The Evolution of a Ghost

First it was a scratching at my door. It left claw marks. I thought it was the cat.

Then it shuffled along the hall. I thought it was the cat, then realised that she was under the sofa, hissing.

It started moving things about in the kitchen. I blamed the cat, until the day I saw my favourite mug shoot from one end of the work surface to the other and smash against the wall. the cat was watching too, from outside the kitchen window.

Next, as I walked downstairs, it ran up. I felt the cold wind of it passing right through me. There was no blaming the cat for that. She sat at the bottom of the stairs looking up at me with her head tilted to one side, as if she was thinking.

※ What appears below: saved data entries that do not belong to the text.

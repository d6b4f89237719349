//! Deterministic structural hashing of terms.
//!
//! Terms are serialized to a canonical, length-prefixed byte form and hashed
//! with SHA-256 under a domain tag. Two prototypes that differ only in their
//! register numbering hash differently, so callers canonicalize with
//! [`crate::Heap::to_prototype`] first.

use serde::{Deserialize, Serialize};
use sha2::{Digest, Sha256};

use crate::term::{Number, Term};

/// Domain tag for clause-head cache keys.
pub const DOMAIN_CLAUSE_HEAD_V0: &[u8] = b"CLAUSE_HEAD_V0";
/// Domain tag for general term hashes.
pub const DOMAIN_TERM_V0: &[u8] = b"TERM_V0";

/// A 256-bit hash value.
#[repr(transparent)]
#[derive(Debug, Clone, Copy, PartialEq, Eq, Hash, PartialOrd, Ord, Serialize, Deserialize)]
#[serde(transparent)]
pub struct HashValue(pub [u8; 32]);

impl HashValue {
    #[inline]
    pub const fn from_bytes(bytes: [u8; 32]) -> Self {
        Self(bytes)
    }

    #[inline]
    pub const fn as_bytes(&self) -> &[u8; 32] {
        &self.0
    }

    /// Computes SHA-256 of the given data with domain separation.
    ///
    /// The digest input is `b"DTL:<domain>:v1" || length_prefix(data) || data`,
    /// where the length prefix is a 64-bit little-endian byte count.
    pub fn hash_with_domain(domain: &[u8], data: &[u8]) -> Self {
        let mut hasher = Sha256::new();
        hasher.update(b"DTL:");
        hasher.update(domain);
        hasher.update(b":v1");
        hasher.update((data.len() as u64).to_le_bytes());
        hasher.update(data);
        Self(hasher.finalize().into())
    }
}

impl std::fmt::Display for HashValue {
    fn fmt(&self, f: &mut std::fmt::Formatter<'_>) -> std::fmt::Result {
        write!(
            f,
            "HashValue({:02x}{:02x}{:02x}{:02x}…)",
            self.0[0], self.0[1], self.0[2], self.0[3]
        )
    }
}

/// Values with a canonical byte serialization suitable for stable hashing.
pub trait Canonicalizable {
    fn to_canonical_bytes(&self) -> Vec<u8>;

    /// Domain-separated hash of the canonical bytes.
    fn fingerprint(&self, domain: &[u8]) -> HashValue {
        HashValue::hash_with_domain(domain, &self.to_canonical_bytes())
    }
}

const TAG_VAR: u8 = 0;
const TAG_REG: u8 = 1;
const TAG_STR: u8 = 2;
const TAG_INT: u8 = 3;
const TAG_FLOAT: u8 = 4;
const TAG_COMPOUND: u8 = 5;
const TAG_CHOICE: u8 = 6;

fn push_text(buf: &mut Vec<u8>, text: &str) {
    buf.extend_from_slice(&(text.len() as u64).to_le_bytes());
    buf.extend_from_slice(text.as_bytes());
}

fn push_number(buf: &mut Vec<u8>, n: Number) {
    // Integral floats encode as integers so that value-equal numbers hash alike.
    let as_int = match n {
        Number::Int(i) => Some(i),
        Number::Float(x) if x.fract() == 0.0 && x.abs() < i64::MAX as f64 => Some(x as i64),
        Number::Float(_) => None,
    };
    match (as_int, n) {
        (Some(i), _) => {
            buf.push(TAG_INT);
            buf.extend_from_slice(&i.to_le_bytes());
        }
        (None, n) => {
            buf.push(TAG_FLOAT);
            buf.extend_from_slice(&n.as_f64().to_bits().to_le_bytes());
        }
    }
}

/// Pre-order encoding; arguments follow their compound's header.
fn write_term(buf: &mut Vec<u8>, term: &Term) {
    let mut pending = vec![term];
    while let Some(term) = pending.pop() {
        match term {
            Term::Var(addr) => {
                buf.push(TAG_VAR);
                buf.extend_from_slice(&(addr.index() as u64).to_le_bytes());
            }
            Term::Reg(id) => {
                buf.push(TAG_REG);
                buf.extend_from_slice(&(id.index() as u64).to_le_bytes());
            }
            Term::Str(s) => {
                buf.push(TAG_STR);
                push_text(buf, s);
            }
            Term::Num(n) => push_number(buf, *n),
            Term::Compound(c) => {
                buf.push(TAG_COMPOUND);
                push_text(buf, &c.functor);
                buf.extend_from_slice(&(c.args.len() as u64).to_le_bytes());
                pending.extend(c.args.iter().rev());
            }
            Term::Choice(cp) => {
                buf.push(TAG_CHOICE);
                buf.extend_from_slice(&(cp.heap_top as u64).to_le_bytes());
            }
        }
    }
}

impl Canonicalizable for Term {
    fn to_canonical_bytes(&self) -> Vec<u8> {
        let mut buf = Vec::new();
        write_term(&mut buf, self);
        buf
    }
}

/// Hash of a term under [`DOMAIN_TERM_V0`].
pub fn term_hash(term: &Term) -> HashValue {
    term.fingerprint(DOMAIN_TERM_V0)
}
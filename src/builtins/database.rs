//! Reflective access to the clause database.

use crate::database::Selection;
use crate::engine::Engine;
use crate::error::EngineError;
use crate::term::Term;

pub(super) fn install(e: &mut Engine) -> Result<(), EngineError> {
    e.add_builtin(
        "findAllMatches",
        2,
        &[("IO", find_all_matches), ("II", find_all_matches)],
    )?;
    e.add_builtin(
        "findMostSpecific",
        3,
        &[
            ("IOO", find_most_specific),
            ("IIO", find_most_specific),
            ("IOI", find_most_specific),
            ("III", find_most_specific),
        ],
    )?;
    Ok(())
}

/// `findAllMatches(Pattern, Matches)`: fresh instances of every stored
/// statement compatible with `Pattern`, most general first.
fn find_all_matches(e: &mut Engine, args: &[Term]) -> Result<(), EngineError> {
    let matches = e.find_all_matches(&args[0])?;
    e.unify_or_fail(&args[1], &Term::list(matches))
}

/// `findMostSpecific(Pattern, Match, Alternatives)`.
///
/// `Alternatives` counts the statements stored below the point where a
/// dynamic marker stopped the descent, and is `0` otherwise. Fails unless
/// exactly one statement is most specific.
fn find_most_specific(e: &mut Engine, args: &[Term]) -> Result<(), EngineError> {
    let descent = e.db.descend(&mut e.heap, &args[0])?;
    let Selection::One(matched) = e.db.select(&descent) else {
        e.fail();
        return Ok(());
    };
    let alternatives = match (descent.dynamic_stop, descent.terminal) {
        (true, Some(terminal)) => e.db.below(terminal).len(),
        _ => 0,
    };
    let instance = e.instantiate(matched.clause)?;
    if !e.unify(&args[1], &instance)? {
        e.fail();
        return Ok(());
    }
    e.unify_or_fail(&args[2], &Term::int(alternatives as i64))
}
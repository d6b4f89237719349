//! Term inspection and construction builtins.

use std::collections::HashMap;

use super::{add_any_mode, text};
use crate::engine::Engine;
use crate::error::EngineError;
use crate::names;
use crate::term::{Clause, Term};

pub(super) fn install(e: &mut Engine) -> Result<(), EngineError> {
    add_any_mode(e, "compound", 2, is_compound)?;
    add_any_mode(e, "var", 2, is_var)?;
    add_any_mode(e, "string", 2, is_string)?;
    add_any_mode(e, "number", 2, is_number)?;
    e.add_builtin(
        "parseTerm",
        3,
        &[
            ("IOO", decompose),
            ("IOI", decompose),
            ("IIO", decompose),
            ("OII", compose),
            ("III", compose),
        ],
    )?;
    add_any_mode(e, "equals", 3, equals)?;
    e.add_builtin(
        "copyTerm",
        3,
        &[
            ("IOI", copy_term),
            ("III", copy_term),
            ("IOO", copy_term),
            ("IIO", copy_term),
        ],
    )?;
    e.add_builtin(
        "removeAnnotations",
        3,
        &[
            ("IIO", remove_annotations),
            ("III", remove_annotations),
            ("OIO", remove_annotations),
            ("OII", remove_annotations),
        ],
    )?;
    e.store_clause(&Clause::fact(Term::compound(
        names::EQUALS_FACT,
        vec![Term::reg(0), Term::reg(0)],
    )));
    Ok(())
}

fn test(e: &mut Engine, holds: bool) -> Result<(), EngineError> {
    if !holds {
        e.fail();
    }
    Ok(())
}

fn is_compound(e: &mut Engine, args: &[Term]) -> Result<(), EngineError> {
    test(e, args[0].is_compound())
}

fn is_var(e: &mut Engine, args: &[Term]) -> Result<(), EngineError> {
    test(e, args[0].is_var())
}

fn is_string(e: &mut Engine, args: &[Term]) -> Result<(), EngineError> {
    test(e, matches!(args[0], Term::Str(_)))
}

fn is_number(e: &mut Engine, args: &[Term]) -> Result<(), EngineError> {
    test(e, matches!(args[0], Term::Num(_)))
}

/// Splits `'::'(Term, Type)` into a functor name and typed argument list.
fn decompose(e: &mut Engine, args: &[Term]) -> Result<(), EngineError> {
    let inner = match args[0].as_compound() {
        Some(typed) if typed.is(names::TYPED, 2) => typed.args[0].clone(),
        _ => return Err(EngineError::type_error("parseTerm", "typed term", &args[0])),
    };
    let inner = e.heap_mut().deref(&inner)?;
    let Term::Compound(c) = &inner else {
        return Err(EngineError::type_error("parseTerm", "compound", &inner));
    };
    let mut typed_args = Vec::with_capacity(c.args.len());
    for arg in &c.args {
        typed_args.push(Term::typed(arg.clone(), e.var()?));
    }
    let name = Term::Str(c.functor.clone());
    if !e.unify(&args[1], &name)? {
        e.fail();
        return Ok(());
    }
    e.unify_or_fail(&args[2], &Term::list(typed_args))
}

/// Builds `'::'(Name(Args...), Type)` from a name and a typed argument list.
fn compose(e: &mut Engine, args: &[Term]) -> Result<(), EngineError> {
    let name = text("parseTerm", &args[1])?.to_string();
    let items = e
        .heap_mut()
        .list_items(&args[2])?
        .ok_or_else(|| EngineError::type_error("parseTerm", "list", &args[2]))?;
    let mut plain = Vec::with_capacity(items.len());
    for item in &items {
        let item = e.heap_mut().deref(item)?;
        match item.as_compound() {
            Some(typed) if typed.is(names::TYPED, 2) => plain.push(typed.args[0].clone()),
            _ => return Err(EngineError::type_error("parseTerm", "typed term", &item)),
        }
    }
    let built = Term::typed(Term::compound(&name, plain), e.var()?);
    e.unify_or_fail(&args[0], &built)
}

fn equals(e: &mut Engine, args: &[Term]) -> Result<(), EngineError> {
    let same = e.heap_mut().terms_equal(&args[0], &args[1])?;
    test(e, same)
}

fn copy_term(e: &mut Engine, args: &[Term]) -> Result<(), EngineError> {
    let copy = e.heap_mut().copy_term(&args[0], &mut HashMap::new())?;
    e.unify_or_fail(&args[1], &copy)
}

fn remove_annotations(e: &mut Engine, args: &[Term]) -> Result<(), EngineError> {
    let family = text("removeAnnotations", &args[1])?.to_string();
    let stripped = e.heap_mut().remove_annotations(&args[0], &family)?;
    e.unify_or_fail(&args[2], &stripped)
}

#[cfg(test)]
mod tests {
    use crate::config::EngineConfig;
    use crate::engine::Engine;
    use crate::names::{self, qualified};
    use crate::term::Term;

    fn engine() -> Engine {
        Engine::new(EngineConfig::default()).unwrap()
    }

    fn g(name: &str, args: Vec<Term>) -> Term {
        Term::compound(&qualified(name), args)
    }

    #[test]
    fn type_tests_classify_terms() {
        let mut e = engine();
        let ty = Term::atom("ty");
        let f = Term::compound("f", vec![Term::int(1)]);
        assert!(e.call(&g("compound", vec![f.clone(), ty.clone()])).unwrap());
        assert!(!e.call(&g("compound", vec![Term::int(1), ty.clone()])).unwrap());
        assert!(e.call(&g("string", vec!["s".into(), ty.clone()])).unwrap());
        assert!(!e.call(&g("string", vec![f, ty.clone()])).unwrap());
        let t = e.var().unwrap();
        assert!(e.call(&g("number", vec![Term::float(1.5), t])).unwrap());
        let x = e.var().unwrap();
        assert!(!e.call(&g("number", vec![x, ty])).unwrap());
    }

    #[test]
    fn parse_term_decomposes_typed_compounds() {
        let mut e = engine();
        let ty = e.var().unwrap();
        let typed = Term::typed(Term::compound("f", vec![Term::int(1), Term::atom("a")]), ty);
        let name = e.var().unwrap();
        let args = e.var().unwrap();
        assert!(e.call(&g("parseTerm", vec![typed, name.clone(), args.clone()])).unwrap());
        assert_eq!(e.resolve(&name).unwrap(), Term::atom("f"));
        let items = e.heap_mut().list_items(&args).unwrap().unwrap();
        assert_eq!(items.len(), 2);
        let first = e.resolve(&items[0]).unwrap();
        let Term::Compound(c) = &first else { panic!("expected typed arg") };
        assert!(c.is(names::TYPED, 2));
        assert_eq!(c.args[0], Term::int(1));
    }

    #[test]
    fn parse_term_composes_from_name_and_arguments() {
        let mut e = engine();
        let t1 = e.var().unwrap();
        let args = Term::list(vec![Term::typed(Term::int(7), t1)]);
        let out = e.var().unwrap();
        assert!(e.call(&g("parseTerm", vec![out.clone(), "g".into(), args])).unwrap());
        let built = e.resolve(&out).unwrap();
        let Term::Compound(c) = &built else { panic!("expected typed term") };
        assert_eq!(c.args[0], Term::compound("g", vec![Term::int(7)]));
    }

    #[test]
    fn equals_compares_without_binding() {
        let mut e = engine();
        let x = e.var().unwrap();
        let y = e.var().unwrap();
        let ty = Term::atom("ty");
        assert!(e.call(&g("equals", vec![x.clone(), x.clone(), ty.clone()])).unwrap());
        assert!(!e.call(&g("equals", vec![x.clone(), y.clone(), ty])).unwrap());
        assert!(e.resolve(&x).unwrap().is_var());
    }

    #[test]
    fn copy_term_renames_variables() {
        let mut e = engine();
        let x = e.var().unwrap();
        let src = Term::compound("f", vec![x.clone(), x.clone()]);
        let out = e.var().unwrap();
        assert!(e.call(&g("copyTerm", vec![src, out.clone(), Term::atom("ty")])).unwrap());
        let copy = e.resolve(&out).unwrap();
        let Term::Compound(c) = &copy else { panic!("expected f/2") };
        assert_eq!(c.args[0], c.args[1]);
        assert_ne!(c.args[0], x);
    }

    #[test]
    fn remove_annotations_strips_family() {
        let mut e = engine();
        let term = Term::compound(
            "f",
            vec![Term::compound("@comment", vec![Term::int(1), "note".into()])],
        );
        let out = e.var().unwrap();
        assert!(e
            .call(&g("removeAnnotations", vec![term, "@".into(), out.clone()]))
            .unwrap());
        assert_eq!(e.resolve(&out).unwrap(), Term::compound("f", vec![Term::int(1)]));
    }

    #[test]
    fn unification_fact_binds_both_ways() {
        let mut e = engine();
        let x = e.var().unwrap();
        assert!(e.call(&Term::compound(names::EQUALS_FACT, vec![Term::int(4), x.clone()])).unwrap());
        assert_eq!(e.resolve(&x).unwrap(), Term::int(4));
    }
}
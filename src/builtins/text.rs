//! String builtins.

use super::{number, text};
use crate::engine::Engine;
use crate::error::EngineError;
use crate::term::{Number, Term};

pub(super) fn install(e: &mut Engine) -> Result<(), EngineError> {
    e.add_builtin(
        "strcat",
        3,
        &[
            ("IIO", strcat_join),
            ("IOI", strcat_suffix),
            ("OII", strcat_prefix),
            ("III", strcat_check),
        ],
    )?;
    e.add_builtin("strrep", 4, &[("IIIO", strrep), ("IIII", strrep)])?;
    e.add_builtin(
        "charCodes",
        2,
        &[("IO", char_codes_of), ("II", char_codes_of), ("OI", string_of_codes)],
    )?;
    Ok(())
}

fn strcat_join(e: &mut Engine, args: &[Term]) -> Result<(), EngineError> {
    let joined = format!("{}{}", text("strcat", &args[0])?, text("strcat", &args[1])?);
    e.bind(&args[2], Term::atom(&joined))
}

fn strcat_suffix(e: &mut Engine, args: &[Term]) -> Result<(), EngineError> {
    let whole = text("strcat", &args[2])?;
    match whole.strip_prefix(text("strcat", &args[0])?) {
        Some(rest) => {
            let rest = Term::atom(rest);
            e.bind(&args[1], rest)
        }
        None => {
            e.fail();
            Ok(())
        }
    }
}

fn strcat_prefix(e: &mut Engine, args: &[Term]) -> Result<(), EngineError> {
    let whole = text("strcat", &args[2])?;
    match whole.strip_suffix(text("strcat", &args[1])?) {
        Some(rest) => {
            let rest = Term::atom(rest);
            e.bind(&args[0], rest)
        }
        None => {
            e.fail();
            Ok(())
        }
    }
}

fn strcat_check(e: &mut Engine, args: &[Term]) -> Result<(), EngineError> {
    let (a, b, c) = (
        text("strcat", &args[0])?,
        text("strcat", &args[1])?,
        text("strcat", &args[2])?,
    );
    if c.len() != a.len() + b.len() || !c.starts_with(a) || !c.ends_with(b) {
        e.fail();
    }
    Ok(())
}

/// `strrep(Source, Pattern, Replacement, Result)`: replaces the first
/// occurrence of `Pattern`.
fn strrep(e: &mut Engine, args: &[Term]) -> Result<(), EngineError> {
    let source = text("strrep", &args[0])?;
    let pattern = text("strrep", &args[1])?;
    let replacement = text("strrep", &args[2])?;
    let replaced = Term::atom(&source.replacen(pattern, replacement, 1));
    e.bind(&args[3], replaced)
}

fn codes(s: &str) -> Term {
    Term::list(
        s.chars()
            .map(|c| Term::int(i64::from(u32::from(c))))
            .collect::<Vec<_>>(),
    )
}

fn char_codes_of(e: &mut Engine, args: &[Term]) -> Result<(), EngineError> {
    let list = codes(text("charCodes", &args[0])?);
    e.unify_or_fail(&args[1], &list)
}

fn string_of_codes(e: &mut Engine, args: &[Term]) -> Result<(), EngineError> {
    let items = e
        .heap_mut()
        .list_items(&args[1])?
        .ok_or_else(|| EngineError::type_error("charCodes", "list", &args[1]))?;
    let mut s = String::with_capacity(items.len());
    for item in &items {
        let item = e.heap_mut().deref(item)?;
        let code = match number("charCodes", &item)? {
            Number::Int(i) => u32::try_from(i).ok().and_then(char::from_u32),
            Number::Float(_) => None,
        };
        match code {
            Some(c) => s.push(c),
            None => return Err(EngineError::type_error("charCodes", "character code", &item)),
        }
    }
    e.bind(&args[0], Term::atom(&s))
}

One night, about midnight, the covers were pulled right off my bed. The cat yowled. She’d been sleeping peacefully. So had I. I yowled too, and turned on the light. Nothing there but a cat with all her fur standing on end and her tail straight up.

Something started winding a figure eight around my legs while I was washing up the breakfast things. I thought it was the cat, but it felt a little chilly, and when I looked down, there was nothing to see.

I looked for the cat everywhere, but I couldn’t find her. By the end of the day I was worried enough to start making a ‘Lost Cat’ notice on my laptop.

‘Smuggins’, it said, with a photo of the lady herself, long haired tortoiseshell with green eyes, quite the beauty. My phone number underneath. ‘Lost. Please help me find her.’ I was about to print a few copies, but every time I turned the printer on, it turned off again.

Out in the back garden I called her name over and over, and waved an open can of red salmon. There was no sign of her.

That night at about midnight, something jumped up onto the bed.

‘Smuggins?’ I said.

She curled up in her usual spot. She felt rather cold. Half asleep, I thought she must have been outside for a long time.

In the morning, she was not there, but there was a depression in the duvet where I had felt her.

I called about the house for her, to no response.

I put out her food, but it lay uneaten.

In the evening, an invisible chill curled up on the sofa next to me, and we watched television together. It came to bed and slept in Smuggins’ spot.

Occasionally it knocks things off the shelves, and sometimes brings in a dead bird.

Smuggins, I found out, has moved in with a old lady down the road. I don’t blame her at all.